RECORDED DATA Block Start

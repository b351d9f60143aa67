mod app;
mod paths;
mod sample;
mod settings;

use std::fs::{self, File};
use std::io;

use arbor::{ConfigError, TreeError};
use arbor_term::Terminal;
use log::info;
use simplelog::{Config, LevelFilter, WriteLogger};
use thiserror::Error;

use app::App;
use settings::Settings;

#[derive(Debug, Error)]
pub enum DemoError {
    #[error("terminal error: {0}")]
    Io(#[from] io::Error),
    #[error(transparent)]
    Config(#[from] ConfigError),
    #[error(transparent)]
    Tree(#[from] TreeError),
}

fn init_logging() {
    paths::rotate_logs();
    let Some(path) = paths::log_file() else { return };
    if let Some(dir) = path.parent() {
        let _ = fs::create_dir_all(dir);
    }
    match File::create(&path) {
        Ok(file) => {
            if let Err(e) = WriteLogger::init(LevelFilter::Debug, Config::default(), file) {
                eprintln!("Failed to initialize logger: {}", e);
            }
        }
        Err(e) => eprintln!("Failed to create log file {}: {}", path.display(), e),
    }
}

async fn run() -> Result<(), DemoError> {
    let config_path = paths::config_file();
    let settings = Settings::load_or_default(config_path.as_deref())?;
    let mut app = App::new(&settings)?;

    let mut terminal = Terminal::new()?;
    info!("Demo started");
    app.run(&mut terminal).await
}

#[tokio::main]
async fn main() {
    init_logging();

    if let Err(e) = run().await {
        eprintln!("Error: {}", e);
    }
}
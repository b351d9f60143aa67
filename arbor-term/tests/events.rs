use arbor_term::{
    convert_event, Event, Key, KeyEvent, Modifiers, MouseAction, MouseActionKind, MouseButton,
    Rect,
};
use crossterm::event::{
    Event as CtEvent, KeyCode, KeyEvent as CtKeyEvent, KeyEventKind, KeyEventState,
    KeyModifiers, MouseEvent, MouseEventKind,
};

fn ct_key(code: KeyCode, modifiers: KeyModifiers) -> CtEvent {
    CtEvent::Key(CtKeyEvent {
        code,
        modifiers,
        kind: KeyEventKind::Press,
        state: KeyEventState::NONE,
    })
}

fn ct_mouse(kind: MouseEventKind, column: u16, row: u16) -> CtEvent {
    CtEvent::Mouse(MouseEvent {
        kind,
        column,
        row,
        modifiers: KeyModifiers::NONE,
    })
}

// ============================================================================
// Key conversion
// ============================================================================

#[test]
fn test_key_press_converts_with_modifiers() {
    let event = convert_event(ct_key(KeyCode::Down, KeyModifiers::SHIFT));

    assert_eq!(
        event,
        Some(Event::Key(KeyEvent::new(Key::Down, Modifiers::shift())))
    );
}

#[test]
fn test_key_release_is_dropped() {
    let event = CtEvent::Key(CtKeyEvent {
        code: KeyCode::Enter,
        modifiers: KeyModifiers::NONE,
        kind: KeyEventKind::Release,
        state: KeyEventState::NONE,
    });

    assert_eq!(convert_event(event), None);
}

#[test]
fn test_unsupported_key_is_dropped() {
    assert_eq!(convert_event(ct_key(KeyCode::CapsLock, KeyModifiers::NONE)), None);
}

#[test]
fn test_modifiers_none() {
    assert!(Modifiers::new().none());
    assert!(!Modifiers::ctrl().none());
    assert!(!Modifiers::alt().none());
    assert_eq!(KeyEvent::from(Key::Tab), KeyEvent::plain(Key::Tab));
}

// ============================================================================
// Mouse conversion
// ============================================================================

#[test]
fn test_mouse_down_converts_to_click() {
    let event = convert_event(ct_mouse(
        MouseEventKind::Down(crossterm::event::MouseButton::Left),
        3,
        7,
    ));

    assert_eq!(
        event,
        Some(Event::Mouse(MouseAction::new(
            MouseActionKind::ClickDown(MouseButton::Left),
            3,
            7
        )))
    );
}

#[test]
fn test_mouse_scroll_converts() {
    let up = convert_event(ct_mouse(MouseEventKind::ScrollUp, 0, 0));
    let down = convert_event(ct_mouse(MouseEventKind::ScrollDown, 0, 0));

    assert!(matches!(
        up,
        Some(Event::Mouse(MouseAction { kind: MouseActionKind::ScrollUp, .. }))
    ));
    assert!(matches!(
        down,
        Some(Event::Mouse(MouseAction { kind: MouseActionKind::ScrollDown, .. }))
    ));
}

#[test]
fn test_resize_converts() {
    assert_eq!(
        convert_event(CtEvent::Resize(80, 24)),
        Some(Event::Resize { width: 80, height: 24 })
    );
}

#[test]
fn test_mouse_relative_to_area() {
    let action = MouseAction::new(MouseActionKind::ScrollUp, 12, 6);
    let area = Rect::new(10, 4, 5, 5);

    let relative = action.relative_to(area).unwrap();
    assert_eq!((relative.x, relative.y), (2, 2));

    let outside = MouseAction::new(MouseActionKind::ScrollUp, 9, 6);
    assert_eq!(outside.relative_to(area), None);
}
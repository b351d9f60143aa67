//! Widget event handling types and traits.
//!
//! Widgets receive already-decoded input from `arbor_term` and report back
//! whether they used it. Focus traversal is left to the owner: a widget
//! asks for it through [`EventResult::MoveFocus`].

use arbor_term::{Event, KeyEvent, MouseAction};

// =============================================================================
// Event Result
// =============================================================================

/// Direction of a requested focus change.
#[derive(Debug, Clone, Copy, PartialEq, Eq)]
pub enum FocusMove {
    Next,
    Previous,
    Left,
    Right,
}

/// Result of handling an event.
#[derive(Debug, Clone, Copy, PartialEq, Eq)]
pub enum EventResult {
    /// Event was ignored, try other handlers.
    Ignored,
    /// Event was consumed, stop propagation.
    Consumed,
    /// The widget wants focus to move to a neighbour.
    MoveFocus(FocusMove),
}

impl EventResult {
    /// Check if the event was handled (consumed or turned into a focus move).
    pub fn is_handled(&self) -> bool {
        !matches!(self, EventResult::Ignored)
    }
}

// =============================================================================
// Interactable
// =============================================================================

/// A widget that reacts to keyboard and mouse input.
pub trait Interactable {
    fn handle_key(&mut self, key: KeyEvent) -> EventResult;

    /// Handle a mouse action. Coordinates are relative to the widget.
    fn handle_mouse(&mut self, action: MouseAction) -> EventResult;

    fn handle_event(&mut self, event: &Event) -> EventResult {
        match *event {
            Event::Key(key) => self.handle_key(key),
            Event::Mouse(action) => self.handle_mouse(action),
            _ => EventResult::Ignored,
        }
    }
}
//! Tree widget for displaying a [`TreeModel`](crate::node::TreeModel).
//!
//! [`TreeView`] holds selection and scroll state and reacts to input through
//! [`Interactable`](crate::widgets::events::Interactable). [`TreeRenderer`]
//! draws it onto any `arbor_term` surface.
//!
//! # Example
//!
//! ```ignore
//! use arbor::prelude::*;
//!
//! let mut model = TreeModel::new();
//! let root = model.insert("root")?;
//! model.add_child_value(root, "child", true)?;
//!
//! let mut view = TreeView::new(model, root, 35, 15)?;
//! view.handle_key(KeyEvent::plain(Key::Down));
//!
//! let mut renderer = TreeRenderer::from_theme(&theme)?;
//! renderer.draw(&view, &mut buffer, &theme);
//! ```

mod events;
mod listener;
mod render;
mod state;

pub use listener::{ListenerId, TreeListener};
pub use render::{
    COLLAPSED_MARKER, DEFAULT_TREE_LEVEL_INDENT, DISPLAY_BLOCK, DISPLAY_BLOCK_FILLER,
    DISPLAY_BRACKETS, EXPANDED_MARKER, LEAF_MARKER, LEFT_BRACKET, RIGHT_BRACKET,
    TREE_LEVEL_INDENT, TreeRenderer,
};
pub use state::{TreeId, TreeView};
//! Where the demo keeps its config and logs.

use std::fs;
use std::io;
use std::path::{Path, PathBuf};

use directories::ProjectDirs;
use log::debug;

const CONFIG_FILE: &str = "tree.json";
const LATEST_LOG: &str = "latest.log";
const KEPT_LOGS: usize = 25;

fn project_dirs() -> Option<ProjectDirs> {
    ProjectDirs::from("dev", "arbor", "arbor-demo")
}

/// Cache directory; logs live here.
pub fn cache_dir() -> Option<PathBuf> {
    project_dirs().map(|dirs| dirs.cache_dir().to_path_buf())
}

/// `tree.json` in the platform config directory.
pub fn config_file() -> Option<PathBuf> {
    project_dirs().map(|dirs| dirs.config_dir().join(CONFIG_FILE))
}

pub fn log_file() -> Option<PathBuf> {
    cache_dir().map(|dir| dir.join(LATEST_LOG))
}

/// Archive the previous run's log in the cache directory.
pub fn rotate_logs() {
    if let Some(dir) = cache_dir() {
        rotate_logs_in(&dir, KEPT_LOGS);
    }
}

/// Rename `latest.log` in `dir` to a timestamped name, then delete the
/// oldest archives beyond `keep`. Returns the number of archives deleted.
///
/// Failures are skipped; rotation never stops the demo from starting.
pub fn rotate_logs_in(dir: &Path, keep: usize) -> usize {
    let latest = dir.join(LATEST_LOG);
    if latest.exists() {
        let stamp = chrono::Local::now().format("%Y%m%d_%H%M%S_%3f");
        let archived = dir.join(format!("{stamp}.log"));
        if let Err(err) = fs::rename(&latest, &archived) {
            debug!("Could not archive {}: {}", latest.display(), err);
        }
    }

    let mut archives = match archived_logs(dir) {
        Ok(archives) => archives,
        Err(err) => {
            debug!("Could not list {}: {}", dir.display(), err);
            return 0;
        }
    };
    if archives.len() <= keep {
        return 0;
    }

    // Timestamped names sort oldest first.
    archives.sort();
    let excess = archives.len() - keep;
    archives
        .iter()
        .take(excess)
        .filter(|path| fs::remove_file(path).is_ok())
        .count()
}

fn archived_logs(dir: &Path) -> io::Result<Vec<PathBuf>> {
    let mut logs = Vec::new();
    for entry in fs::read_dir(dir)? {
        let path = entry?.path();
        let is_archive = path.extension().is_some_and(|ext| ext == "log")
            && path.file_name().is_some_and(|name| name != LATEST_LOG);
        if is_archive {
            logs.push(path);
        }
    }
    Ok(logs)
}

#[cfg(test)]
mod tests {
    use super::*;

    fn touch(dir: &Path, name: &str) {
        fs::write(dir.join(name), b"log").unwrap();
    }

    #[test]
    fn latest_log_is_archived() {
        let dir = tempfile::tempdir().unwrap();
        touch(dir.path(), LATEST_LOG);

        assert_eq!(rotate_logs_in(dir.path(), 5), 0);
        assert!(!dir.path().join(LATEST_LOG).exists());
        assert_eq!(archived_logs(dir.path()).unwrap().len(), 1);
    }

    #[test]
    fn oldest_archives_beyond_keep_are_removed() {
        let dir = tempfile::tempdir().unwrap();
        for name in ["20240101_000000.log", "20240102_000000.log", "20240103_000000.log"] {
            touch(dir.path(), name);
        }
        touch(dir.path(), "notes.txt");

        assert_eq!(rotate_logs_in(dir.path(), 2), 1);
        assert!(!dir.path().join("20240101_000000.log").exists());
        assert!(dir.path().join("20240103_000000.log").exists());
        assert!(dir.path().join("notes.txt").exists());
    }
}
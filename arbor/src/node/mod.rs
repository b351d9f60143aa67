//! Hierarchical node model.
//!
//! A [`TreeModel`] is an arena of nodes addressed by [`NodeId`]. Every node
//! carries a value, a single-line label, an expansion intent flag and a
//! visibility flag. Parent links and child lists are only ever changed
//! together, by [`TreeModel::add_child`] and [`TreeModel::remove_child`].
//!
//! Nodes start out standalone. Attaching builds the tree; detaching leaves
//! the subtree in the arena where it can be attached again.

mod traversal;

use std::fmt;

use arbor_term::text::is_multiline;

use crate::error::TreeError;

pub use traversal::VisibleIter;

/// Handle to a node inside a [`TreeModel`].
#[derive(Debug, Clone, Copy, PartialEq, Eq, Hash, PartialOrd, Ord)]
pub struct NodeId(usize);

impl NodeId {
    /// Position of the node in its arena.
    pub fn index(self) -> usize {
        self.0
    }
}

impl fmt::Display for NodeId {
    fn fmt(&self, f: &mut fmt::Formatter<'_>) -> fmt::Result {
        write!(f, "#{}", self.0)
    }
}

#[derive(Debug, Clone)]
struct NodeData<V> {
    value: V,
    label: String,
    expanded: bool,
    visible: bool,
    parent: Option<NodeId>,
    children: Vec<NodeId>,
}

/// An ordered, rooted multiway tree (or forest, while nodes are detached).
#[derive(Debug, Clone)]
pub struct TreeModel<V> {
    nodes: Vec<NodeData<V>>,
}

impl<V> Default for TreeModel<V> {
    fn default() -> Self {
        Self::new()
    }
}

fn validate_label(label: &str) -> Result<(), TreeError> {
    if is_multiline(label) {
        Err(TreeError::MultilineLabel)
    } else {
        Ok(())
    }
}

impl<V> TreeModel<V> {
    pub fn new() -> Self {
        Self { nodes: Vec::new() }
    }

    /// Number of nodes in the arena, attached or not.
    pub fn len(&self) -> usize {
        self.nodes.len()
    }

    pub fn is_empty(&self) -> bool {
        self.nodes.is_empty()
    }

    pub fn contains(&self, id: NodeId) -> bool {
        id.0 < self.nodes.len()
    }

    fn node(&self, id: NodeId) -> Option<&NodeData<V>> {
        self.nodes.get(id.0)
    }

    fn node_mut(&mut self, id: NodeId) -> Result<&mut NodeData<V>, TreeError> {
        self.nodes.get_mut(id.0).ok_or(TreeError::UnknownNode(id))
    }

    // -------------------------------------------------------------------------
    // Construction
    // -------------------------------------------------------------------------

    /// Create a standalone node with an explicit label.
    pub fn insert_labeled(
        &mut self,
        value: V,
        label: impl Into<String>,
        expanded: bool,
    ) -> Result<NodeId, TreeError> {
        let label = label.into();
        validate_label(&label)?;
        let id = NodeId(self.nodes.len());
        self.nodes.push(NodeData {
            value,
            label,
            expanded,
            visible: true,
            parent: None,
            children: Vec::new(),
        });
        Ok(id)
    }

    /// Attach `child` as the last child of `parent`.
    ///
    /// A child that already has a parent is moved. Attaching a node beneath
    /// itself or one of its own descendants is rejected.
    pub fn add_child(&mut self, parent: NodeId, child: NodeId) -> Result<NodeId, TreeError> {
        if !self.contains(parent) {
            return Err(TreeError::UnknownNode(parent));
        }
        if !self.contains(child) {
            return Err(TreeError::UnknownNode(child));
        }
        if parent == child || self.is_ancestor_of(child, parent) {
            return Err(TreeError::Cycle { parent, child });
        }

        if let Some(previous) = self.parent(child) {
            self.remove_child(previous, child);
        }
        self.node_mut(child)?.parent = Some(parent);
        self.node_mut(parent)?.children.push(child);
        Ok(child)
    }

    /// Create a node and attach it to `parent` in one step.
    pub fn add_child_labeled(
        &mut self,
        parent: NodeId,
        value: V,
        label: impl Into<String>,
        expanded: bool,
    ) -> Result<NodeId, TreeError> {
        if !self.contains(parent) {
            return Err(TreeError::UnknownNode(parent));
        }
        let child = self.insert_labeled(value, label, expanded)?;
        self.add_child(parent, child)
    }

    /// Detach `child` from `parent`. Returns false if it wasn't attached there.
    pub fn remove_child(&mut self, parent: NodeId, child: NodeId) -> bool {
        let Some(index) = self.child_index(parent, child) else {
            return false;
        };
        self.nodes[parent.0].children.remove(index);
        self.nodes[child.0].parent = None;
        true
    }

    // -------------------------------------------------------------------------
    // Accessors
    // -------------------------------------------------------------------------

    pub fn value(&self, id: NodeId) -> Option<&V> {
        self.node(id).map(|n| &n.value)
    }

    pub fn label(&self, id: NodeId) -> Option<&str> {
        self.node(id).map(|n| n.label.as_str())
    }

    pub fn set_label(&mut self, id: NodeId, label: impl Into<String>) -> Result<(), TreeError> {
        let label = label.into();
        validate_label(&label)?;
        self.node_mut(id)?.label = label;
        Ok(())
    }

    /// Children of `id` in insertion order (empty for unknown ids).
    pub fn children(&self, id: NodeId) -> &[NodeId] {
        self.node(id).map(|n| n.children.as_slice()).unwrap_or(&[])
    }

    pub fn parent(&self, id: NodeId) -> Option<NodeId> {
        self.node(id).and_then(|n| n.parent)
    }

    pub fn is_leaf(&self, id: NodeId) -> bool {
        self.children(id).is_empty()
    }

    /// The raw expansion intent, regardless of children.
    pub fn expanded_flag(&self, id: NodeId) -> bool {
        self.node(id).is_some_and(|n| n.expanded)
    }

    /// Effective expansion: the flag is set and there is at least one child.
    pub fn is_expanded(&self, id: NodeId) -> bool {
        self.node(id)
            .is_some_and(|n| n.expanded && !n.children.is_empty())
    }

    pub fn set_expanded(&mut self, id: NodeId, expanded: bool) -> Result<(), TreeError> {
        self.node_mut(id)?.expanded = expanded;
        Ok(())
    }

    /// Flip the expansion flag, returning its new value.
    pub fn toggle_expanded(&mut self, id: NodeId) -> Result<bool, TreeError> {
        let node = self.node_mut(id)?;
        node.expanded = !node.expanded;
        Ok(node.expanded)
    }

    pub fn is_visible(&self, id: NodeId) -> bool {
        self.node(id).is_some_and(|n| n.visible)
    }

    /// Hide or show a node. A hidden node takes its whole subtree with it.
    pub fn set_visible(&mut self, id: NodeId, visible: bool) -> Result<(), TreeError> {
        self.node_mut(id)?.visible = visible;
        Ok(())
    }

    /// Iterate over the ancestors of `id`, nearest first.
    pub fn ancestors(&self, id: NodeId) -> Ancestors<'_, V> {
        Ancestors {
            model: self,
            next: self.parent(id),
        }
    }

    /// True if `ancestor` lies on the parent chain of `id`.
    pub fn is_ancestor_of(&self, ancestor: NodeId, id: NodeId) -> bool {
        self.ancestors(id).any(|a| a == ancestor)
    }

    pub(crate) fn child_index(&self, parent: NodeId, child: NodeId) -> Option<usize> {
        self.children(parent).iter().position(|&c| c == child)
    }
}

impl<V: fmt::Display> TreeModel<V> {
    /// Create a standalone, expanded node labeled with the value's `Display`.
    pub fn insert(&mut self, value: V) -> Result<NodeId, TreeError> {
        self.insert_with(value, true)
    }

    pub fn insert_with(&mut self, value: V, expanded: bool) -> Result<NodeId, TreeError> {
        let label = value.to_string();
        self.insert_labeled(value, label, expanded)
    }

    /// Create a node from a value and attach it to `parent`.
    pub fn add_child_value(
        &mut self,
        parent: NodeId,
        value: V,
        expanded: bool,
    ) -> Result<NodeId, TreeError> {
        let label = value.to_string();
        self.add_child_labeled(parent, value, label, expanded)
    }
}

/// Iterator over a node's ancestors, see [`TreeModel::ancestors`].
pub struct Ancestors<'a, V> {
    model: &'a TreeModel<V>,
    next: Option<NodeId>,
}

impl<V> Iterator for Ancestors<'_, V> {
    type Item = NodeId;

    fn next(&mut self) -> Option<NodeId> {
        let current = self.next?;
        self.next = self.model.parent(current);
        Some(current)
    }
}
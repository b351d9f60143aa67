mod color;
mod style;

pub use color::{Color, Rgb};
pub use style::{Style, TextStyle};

RECORDED DATA Block End

**PROBLEM STATEMENT:** Check the lines above and copy each one that includes "ProjectDirs".

**FINISHED EXERCISE:**
use directories::ProjectDirs;
fn project_dirs() -> Option<ProjectDirs> {
    ProjectDirs::from("dev", "arbor", "arbor-demo")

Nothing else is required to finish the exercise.